Because of the transitive property, we only have to compare a <= b and then b <= arr.len.

raulgrell commented 7 years ago

I think this would simply iterate 0 times, the same way that this would:

var i: usize = 100; while (i < 10; i += 1)

Good point, sounds reasonable. You'd need to check the second case anyway.

andrewrk commented 7 years ago

Now slicing syntax is .. instead of .... So the syntax is at least not misleading.

raulgrell commented 7 years ago

Looks good!

skyfex commented 6 years ago

It should be said that this syntax is the exact opposite of what Ruby does: https://ruby-doc.org/core-2.1.5/Range.html

Not that Ruby should dictate Zig, but it's very unfortunate.

But the syntax is very clear though. I think it's hard to see the difference clearly.

I had a related comment here: https://github.com/ziglang/zig/issues/358#issuecomment-408850822

bheads commented 6 years ago

I think having both .. and ... will lead to lots of bugs..

andrewrk commented 6 years ago

I updated the OP to clear up confusion.

Ruby's syntax is nuts. How could more dots mean less numbers in the range? The mnemonic is completely backwards!

ghost commented 6 years ago

If you visualise .. vs ... a .. b a ... b

In the .. case, the distance between both letters is smaller, thus b is in the range In the ... case, the distance is bigger, thus b is not in the range

Somehow this always made sense to me and I actually never mistyped but actually explaining it I reckon the other way around makes just as much, probably actually much more sense.

andrewrk commented 6 years ago

Huh, alright. That's as reasonable a mnemonic as any, so I'll take back my "nuts" comment :-) For the purposes of this proposal, I think it does make sense to avoid directly contradictory syntax with other popular languages, if possible.

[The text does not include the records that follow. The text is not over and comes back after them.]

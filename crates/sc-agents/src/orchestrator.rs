//! AgentOrchestrator -- runs analysis -> observations -> approach -> plan
//! for one change request, optionally streaming each stage to a sink.

use std::sync::Arc;

use sc_core::config::AnalysisConfig;
use sc_core::parsing::extract_plan_steps;
use sc_core::types::{AgentResponse, StageKind, StageUpdate};
use sc_harness::ToolRegistry;
use sc_intelligence::{ApiKey, LlmError, LlmProvider};
use thiserror::Error;
use tokio_util::sync::CancellationToken;
use tracing::{debug, info, warn, Instrument};

use crate::analysis::{ContextAnalysisAgent, GapPolicy};
use crate::stages::{
    ApproachAgent, ObservationAgent, PlanningAgent, StageFailure, StageInput, StageOutcome,
};
use crate::state_machine::{PipelineEvent, PipelineStateMachine, StateMachineError};

// ---------------------------------------------------------------------------
// Errors
// ---------------------------------------------------------------------------

#[derive(Debug, Error)]
pub enum PipelineError {
    #[error("model call failed: {0}")]
    Llm(#[from] LlmError),
    #[error("{stage} stage failed: {reason}")]
    StageFailed { stage: StageKind, reason: String },
    #[error("the detailed plan contains no step headings")]
    NoPlanStepsFound,
    #[error("missing prerequisite: {0}")]
    MissingPrerequisite(String),
    #[error("the model returned no code")]
    NoCodeGenerated,
    #[error("pipeline cancelled")]
    Cancelled,
    #[error(transparent)]
    InvalidTransition(#[from] StateMachineError),
}

impl PipelineError {
    /// Map an LLM error, keeping cancellation distinct.
    pub fn from_llm(error: LlmError) -> Self {
        match error {
            LlmError::Cancelled => PipelineError::Cancelled,
            other => PipelineError::Llm(other),
        }
    }
}

impl From<StageFailure> for PipelineError {
    fn from(failure: StageFailure) -> Self {
        if failure.is_cancelled() {
            PipelineError::Cancelled
        } else if failure.fatal {
            PipelineError::Llm(failure.error)
        } else {
            PipelineError::StageFailed {
                stage: failure.stage,
                reason: failure.reason,
            }
        }
    }
}

pub type Result<T> = std::result::Result<T, PipelineError>;

// ---------------------------------------------------------------------------
// Sinks
// ---------------------------------------------------------------------------

/// Receives stage notifications as the pipeline progresses.
pub trait StageSink: Send + Sync {
    fn emit(&self, update: StageUpdate);
}

impl<F> StageSink for F
where
    F: Fn(StageUpdate) + Send + Sync,
{
    fn emit(&self, update: StageUpdate) {
        self(update)
    }
}

/// Forwards notifications into a channel.
#[derive(Debug, Clone)]
pub struct ChannelSink {
    tx: flume::Sender<StageUpdate>,
}

impl ChannelSink {
    pub fn new(tx: flume::Sender<StageUpdate>) -> Self {
        Self { tx }
    }

    /// A sink together with the receiving end of its channel.
    pub fn unbounded() -> (Self, flume::Receiver<StageUpdate>) {
        let (tx, rx) = flume::unbounded();
        (Self::new(tx), rx)
    }
}

impl StageSink for ChannelSink {
    fn emit(&self, update: StageUpdate) {
        if self.tx.send(update).is_err() {
            debug!("stage update dropped: receiver closed");
        }
    }
}

// ---------------------------------------------------------------------------
// AgentOrchestrator
// ---------------------------------------------------------------------------

/// Runs the four explanation stages in order.
///
/// A failed observations or approach stage is recorded in
/// [`AgentResponse::degraded_stages`] and its fallback text is used
/// downstream. A failed analysis or planning stage, a fatal model error,
/// or a plan without `### Step` headings ends the run with an error.
pub struct AgentOrchestrator {
    analysis: ContextAnalysisAgent,
    observation: ObservationAgent,
    approach: ApproachAgent,
    planning: PlanningAgent,
}

impl AgentOrchestrator {
    pub fn new(
        provider: Arc<dyn LlmProvider>,
        tools: Arc<ToolRegistry>,
        config: AnalysisConfig,
    ) -> Self {
        Self {
            analysis: ContextAnalysisAgent::new(provider.clone(), tools, config),
            observation: ObservationAgent::new(provider.clone()),
            approach: ApproachAgent::new(provider.clone()),
            planning: PlanningAgent::new(provider),
        }
    }

    /// Replace the analysis stage's gap policy.
    pub fn with_gap_policy(mut self, policy: Arc<dyn GapPolicy>) -> Self {
        self.analysis = self.analysis.with_gap_policy(policy);
        self
    }

    /// Run the pipeline. With a sink, every stage is announced by a
    /// placeholder (`is_complete: false`) and reported when done.
    pub async fn run(
        &self,
        input: &StageInput<'_>,
        api_key: &ApiKey,
        sink: Option<&dyn StageSink>,
        cancel: &CancellationToken,
    ) -> Result<AgentResponse> {
        let (span, trace_id) =
            sc_telemetry::tracing_setup::create_operation_span("pipeline", input.file_name);
        async move {
            info!(
                trace_id = %trace_id,
                code_chars = input.code.len(),
                "starting explanation pipeline"
            );
            let mut machine = PipelineStateMachine::new();
            let result = self.run_stages(input, api_key, sink, cancel, &mut machine).await;
            match &result {
                Ok(response) => info!(
                    degraded = ?response.degraded_stages,
                    plan_chars = response.detailed_plan.len(),
                    "explanation pipeline complete"
                ),
                Err(e) => {
                    if machine.can_transition(PipelineEvent::Fail) {
                        machine.transition(PipelineEvent::Fail)?;
                    }
                    warn!(state = %machine.state(), error = %e, "explanation pipeline failed");
                }
            }
            result
        }
        .instrument(span)
        .await
    }

    async fn run_stages(
        &self,
        input: &StageInput<'_>,
        api_key: &ApiKey,
        sink: Option<&dyn StageSink>,
        cancel: &CancellationToken,
        machine: &mut PipelineStateMachine,
    ) -> Result<AgentResponse> {
        let emit = |update: StageUpdate| {
            if let Some(sink) = sink {
                sink.emit(update);
            }
        };
        let mut degraded_stages = Vec::new();

        // Thinking
        machine.transition(PipelineEvent::Start)?;
        emit(StageUpdate::pending(StageKind::Thinking));
        let thinking = match self.analysis.run(input, api_key, cancel).await {
            StageOutcome::Completed(report) => report.summary,
            StageOutcome::Failed(failure) => return Err(failure.into()),
        };
        emit(StageUpdate::completed(StageKind::Thinking, thinking.clone()));
        machine.transition(PipelineEvent::StageCompleted)?;

        // Observations
        emit(StageUpdate::pending(StageKind::Observations));
        let observations = match self.observation.run(input, &thinking, api_key, cancel).await {
            StageOutcome::Completed(points) => points,
            StageOutcome::Failed(failure) => {
                degrade(failure, &mut degraded_stages)?;
                vec![StageKind::Observations.fallback_text().to_string()]
            }
        };
        emit(flag_degraded(
            StageUpdate::observations(observations.clone()),
            &degraded_stages,
        ));
        machine.transition(PipelineEvent::StageCompleted)?;

        // Approach
        emit(StageUpdate::pending(StageKind::Approach));
        let approach = match self
            .approach
            .run(input, &thinking, &observations, api_key, cancel)
            .await
        {
            StageOutcome::Completed(text) => text,
            StageOutcome::Failed(failure) => {
                degrade(failure, &mut degraded_stages)?;
                StageKind::Approach.fallback_text().to_string()
            }
        };
        emit(flag_degraded(
            StageUpdate::completed(StageKind::Approach, approach.clone()),
            &degraded_stages,
        ));
        machine.transition(PipelineEvent::StageCompleted)?;

        // Plan
        emit(StageUpdate::pending(StageKind::Plan));
        let detailed_plan = self
            .planning
            .run(input, &thinking, &approach, api_key, cancel)
            .await
            .into_result()?;
        if extract_plan_steps(&detailed_plan).is_empty() {
            return Err(PipelineError::NoPlanStepsFound);
        }
        emit(StageUpdate::completed(StageKind::Plan, detailed_plan.clone()));
        machine.transition(PipelineEvent::StageCompleted)?;

        Ok(AgentResponse {
            thinking,
            observations,
            approach,
            detailed_plan,
            degraded_stages,
        })
    }
}

/// Record a non-fatal stage failure, or escalate a fatal one.
fn degrade(failure: StageFailure, degraded: &mut Vec<StageKind>) -> Result<()> {
    if failure.fatal {
        return Err(failure.into());
    }
    warn!(stage = %failure.stage, reason = %failure.reason, "stage degraded to fallback text");
    degraded.push(failure.stage);
    Ok(())
}

fn flag_degraded(update: StageUpdate, degraded: &[StageKind]) -> StageUpdate {
    if degraded.contains(&update.kind) {
        update.degraded()
    } else {
        update
    }
}
impl GeminiProvider {
    pub const DEFAULT_BASE_URL: &'static str = "https://generativelanguage.googleapis.com";
    pub const DEFAULT_MODEL: &'static str = "gemini-2.0-flash";

    /// Create a provider with the default endpoint, model, 30s per-attempt
    /// timeout and retry policy.
    pub fn new() -> Result<Self, LlmError> {
        Self::from_config(&sc_core::config::ProviderConfig::default())
    }

    pub fn from_config(config: &sc_core::config::ProviderConfig) -> Result<Self, LlmError> {
        let client = reqwest::Client::builder()
            .timeout(config.request_timeout())
            .build()
            .map_err(|e| LlmError::RequestFailed {
                status: None,
                message: format!("failed to build HTTP client: {e}"),
            })?;
        Ok(Self {
            client,
            base_url: config.base_url.trim_end_matches('/').to_string(),
            model: config.model.clone(),
            retry: RetryConfig::from_provider_config(config),
        })
    }

    /// Override the base URL (useful for testing with a mock server).
    pub fn with_base_url(mut self, base_url: impl Into<String>) -> Self {
        self.base_url = base_url.into().trim_end_matches('/').to_string();
        self
    }

    pub fn with_model(mut self, model: impl Into<String>) -> Self {
        self.model = model.into();
        self
    }

    pub fn with_retry(mut self, retry: RetryConfig) -> Self {
        self.retry = retry;
        self
    }

    pub fn endpoint(&self) -> String {
        format!(
            "{}/v1beta/models/{}:generateContent",
            self.base_url, self.model
        )
    }

    /// Build the JSON request body for a single user prompt.
    pub fn build_request_body(prompt: &str) -> serde_json::Value {
        serde_json::json!({
            "contents": [
                {
                    "role": "user",
                    "parts": [{ "text": prompt }],
                }
            ]
        })
    }

    /// Pull `candidates[0].content.parts[0].text` out of a reply body.
    pub fn parse_response_body(body: &str, model: &str) -> Result<LlmResponse, LlmError> {
        let reply: GeminiResponse = serde_json::from_str(body)
            .map_err(|e| LlmError::MalformedResponse(format!("invalid JSON: {e}")))?;

        let candidate = reply
            .candidates
            .into_iter()
            .next()
            .ok_or_else(|| LlmError::MalformedResponse("no candidates in response".into()))?;
        let text = candidate
            .content
            .and_then(|content| content.parts.into_iter().next())
            .and_then(|part| part.text)
            .ok_or_else(|| {
                LlmError::MalformedResponse("candidate has no text part".into())
            })?;

        let usage = reply.usage_metadata.unwrap_or_default();
        Ok(LlmResponse {
            content: text,
            model: reply.model_version.unwrap_or_else(|| model.to_string()),
            input_tokens: usage.prompt_token_count,
            output_tokens: usage.candidates_token_count,
            finish_reason: candidate.finish_reason.unwrap_or_else(|| "unknown".into()),
        })
    }

    async fn send_once(&self, prompt: &str, api_key: &ApiKey) -> Result<LlmResponse, LlmError> {
        let resp = self
            .client
            .post(self.endpoint())
            .header("x-goog-api-key", api_key.expose())
            .header("content-type", "application/json")
            .json(&Self::build_request_body(prompt))
            .send()
            .await?;

        let status = resp.status().as_u16();
        let text = resp.text().await?;

        if !(200..300).contains(&status) {
            return Err(LlmError::from_status(status, &text));
        }

        Self::parse_response_body(&text, &self.model)
    }
}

thejoshwolfe commented 6 years ago

i don't think stride makes sense in a switch, and it definitely doesn't make sense with floats or enums in a switch. i think stride is really only meaningful in a looping context over in #358.

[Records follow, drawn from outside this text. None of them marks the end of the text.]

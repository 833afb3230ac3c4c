use tracing_subscriber::{fmt, EnvFilter};

/// Output format for log lines.
#[derive(Debug, Clone, Copy, PartialEq, Eq)]
pub enum LogFormat {
    Pretty,
    Json,
}

impl LogFormat {
    /// Parse the `general.log_format` setting; anything unknown is pretty.
    pub fn from_setting(value: &str) -> Self {
        if value.eq_ignore_ascii_case("json") {
            LogFormat::Json
        } else {
            LogFormat::Pretty
        }
    }
}

fn env_filter(default_level: &str) -> EnvFilter {
    EnvFilter::try_from_default_env().unwrap_or_else(|_| EnvFilter::new(default_level))
}

/// Initialize logging with human-readable output on stderr.
///
/// Uses the `RUST_LOG` environment variable if set, otherwise falls back
/// to `default_level` (e.g. "info", "debug", "sc_agents=debug,warn").
/// Stdout stays free for command output.
///
/// Safe to call multiple times (e.g. in tests) -- subsequent calls are no-ops.
pub fn init_logging(service_name: &str, default_level: &str) {
    fmt()
        .with_env_filter(env_filter(default_level))
        .with_writer(std::io::stderr)
        .with_target(true)
        .with_thread_ids(false)
        .with_level(true)
        .try_init()
        .ok();

    tracing::debug!(service = service_name, "logging initialised (human-readable)");
}

/// Initialize logging with JSON output on stderr.
///
/// Safe to call multiple times -- subsequent calls are no-ops.
pub fn init_logging_json(service_name: &str, default_level: &str) {
    fmt()
        .json()
        .with_env_filter(env_filter(default_level))
        .with_writer(std::io::stderr)
        .with_target(true)
        .with_file(true)
        .with_line_number(true)
        .with_level(true)
        .try_init()
        .ok();

    tracing::debug!(service = service_name, "logging initialised (json)");
}

/// Initialize logging in the given format.
pub fn init(service_name: &str, default_level: &str, format: LogFormat) {
    match format {
        LogFormat::Pretty => init_logging(service_name, default_level),
        LogFormat::Json => init_logging_json(service_name, default_level),
    }
}
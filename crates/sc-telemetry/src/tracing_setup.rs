use uuid::Uuid;

/// Generate an OpenTelemetry-compatible trace ID (32 hex characters).
pub fn generate_trace_id() -> String {
    // A UUID without hyphens is exactly 32 hex chars (128 bits).
    Uuid::new_v4().as_simple().to_string()
}

/// Generate a span ID (16 hex characters).
pub fn generate_span_id() -> String {
    let id = Uuid::new_v4().as_simple().to_string();
    id[..16].to_string()
}

/// Create a named span for a top-level run (a pipeline, a review) over
/// `file`, returning the span and its trace ID for logging correlation.
pub fn create_operation_span(operation: &str, file: &str) -> (tracing::Span, String) {
    let trace_id = generate_trace_id();
    let span_id = generate_span_id();
    let span = tracing::info_span!(
        "operation",
        trace_id = %trace_id,
        span_id = %span_id,
        operation = %operation,
        file = %file,
    );
    (span, trace_id)
}

// ---------------------------------------------------------------------------
// Tests
// ---------------------------------------------------------------------------

#[cfg(test)]
mod tests {
    use super::*;

    #[test]
    fn test_trace_id_format() {
        let id = generate_trace_id();
        assert_eq!(id.len(), 32);
        assert!(id.chars().all(|c| c.is_ascii_hexdigit()));
    }

    #[test]
    fn test_span_id_format() {
        let id = generate_span_id();
        assert_eq!(id.len(), 16);
        assert!(id.chars().all(|c| c.is_ascii_hexdigit()));
    }

    #[test]
    fn test_trace_ids_are_unique() {
        assert_ne!(generate_trace_id(), generate_trace_id());
    }

    #[test]
    fn test_operation_span() {
        let (span, trace_id) = create_operation_span("pipeline", "src/lib.rs");
        assert_eq!(trace_id.len(), 32);
        let _guard = span.enter();
    }
}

binary132 commented 6 years ago

Oh, right. Oops.

What about n to m?

thejoshwolfe commented 6 years ago

The more I think about it, the more this syntax is growing on me:

It's very clear what these mean without explanation, and we're not directly contradicting any other language's convention. (don't forget to consider Bash's {0..9} syntax too, which is inclusive.) I say we replace the ... in switch with ..<= and add ..< in switch.

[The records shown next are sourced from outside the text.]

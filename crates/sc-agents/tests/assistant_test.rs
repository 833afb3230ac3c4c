use std::sync::Arc;

use sc_agents::{CodeAssistant, PipelineError, ReviewError};
use sc_core::config::Config;
use sc_core::types::PlanStep;
use sc_harness::ToolRegistry;
use sc_intelligence::{ApiKey, LlmError, MockProvider};
use tokio_util::sync::CancellationToken;

const CLEAN_REPLY: &str = "ISSUES:\n- No issues detected\n\nRECOMMENDATIONS:\n- No recommendations needed\n\nSTEPS:\n- No action required";

fn assistant(provider: Arc<MockProvider>) -> CodeAssistant {
    CodeAssistant::new(provider, ToolRegistry::new(), &Config::default())
}

// ---------------------------------------------------------------------------
// Cancellation
// ---------------------------------------------------------------------------

#[tokio::test]
async fn test_cancelled_run_does_not_poison_next_request() {
    let token = CancellationToken::new();
    let in_flight = token.clone();
    let provider = Arc::new(MockProvider::new().with_handler(move |_| {
        in_flight.cancel();
        Ok(CLEAN_REPLY.to_string())
    }));
    let assistant = assistant(provider).with_cancellation(token.clone());

    let err = assistant
        .run_code_review("fn a() {}", "a.rs", &ApiKey::new("key"))
        .await
        .unwrap_err();
    assert!(matches!(err, ReviewError::Llm(LlmError::Cancelled)));
    assert!(token.is_cancelled());

    let results = assistant
        .run_code_review("fn b() {}", "b.rs", &ApiKey::new("key"))
        .await
        .unwrap();
    assert_eq!(results.len(), 4);
    assert!(results.iter().all(|r| !r.is_failed()));
}

#[tokio::test]
async fn test_cancelling_before_a_run_only_affects_that_token() {
    let provider = Arc::new(MockProvider::new().with_handler(|_| Ok(CLEAN_REPLY.to_string())));
    let assistant = assistant(provider.clone());

    let stale = assistant.cancellation_token();
    stale.cancel();

    let results = assistant
        .run_code_review("fn b() {}", "b.rs", &ApiKey::new("key"))
        .await
        .unwrap();
    assert_eq!(results.len(), 4);
    assert_eq!(provider.call_count(), 4);
    assert!(!assistant.cancellation_token().is_cancelled());
}

// ---------------------------------------------------------------------------
// Credentials
// ---------------------------------------------------------------------------

#[tokio::test]
async fn test_blank_credential_skips_the_pipeline() {
    let provider = Arc::new(MockProvider::new());
    let assistant = assistant(provider.clone());

    let err = assistant
        .run_pipeline("fn a() {}", "explain", "a.rs", &ApiKey::new("  "), None)
        .await
        .unwrap_err();

    assert!(matches!(err, PipelineError::MissingPrerequisite(ref what) if what == "API key"));
    assert_eq!(provider.call_count(), 0);
}

#[tokio::test]
async fn test_blank_credential_skips_implementation() {
    let provider = Arc::new(MockProvider::new());
    let assistant = assistant(provider.clone());

    let err = assistant
        .generate_implementation(
            "fn a() {}",
            "add logging",
            "a.rs",
            &[PlanStep::new(1, "Add a log line")],
            &ApiKey::new(""),
        )
        .await
        .unwrap_err();

    assert!(matches!(err, PipelineError::MissingPrerequisite(ref what) if what == "API key"));
    assert_eq!(provider.call_count(), 0);
}
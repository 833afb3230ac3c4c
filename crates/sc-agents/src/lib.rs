//! Agents that explain a requested code change and review code.
//!
//! The explanation pipeline runs four stages in order (context-gathering
//! analysis, observations, approach, detailed plan) and can stream each
//! stage to a [`orchestrator::StageSink`]. The review agent checks code for
//! bugs, performance, security and clarity.

pub mod analysis;
pub mod assistant;
pub mod implementation;
pub mod orchestrator;
pub mod prompts;
pub mod review;
pub mod stages;
pub mod state_machine;

pub use assistant::CodeAssistant;
pub use orchestrator::{AgentOrchestrator, ChannelSink, PipelineError, StageSink};
pub use review::{CodeReviewAgent, ReviewError};
pub use stages::{StageFailure, StageInput, StageOutcome};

But now the question is do we update the slicing syntax to match this? This feels a little weird to me:

The problem is that there's no < comparison going on in slicing (except for the safety check). Slicing is fundamentally an arithmetic operation, not a comparison. A switch case with a range is fundamentally a comparison and not arithmetic. So using this syntax for slicing doesn't make as much sense to me. And a[0..<] looks really stupid.

So I actually think we can leave slices the way they are. We're not explicitly saying whether slicing is inclusive or exclusive at either bounds, but come on. Everyone should know that upper bounds are exclusive for slices, just like everyone should know that indexes start at 0. Slicing is an arithmetic operation, and exclusive upper bounds is how you avoid doing +1/-1 nonsense.

thejoshwolfe commented 6 years ago

wait, if we want to support switching on floats, we need to support exclusive lower bound too. ok new proposal for switch range syntax (slice syntax still unaffected):

and i'm thinking that for grammar purposes, the .. is a separate token from the comparison operators, so you could put spaces in like a <= .. <= b.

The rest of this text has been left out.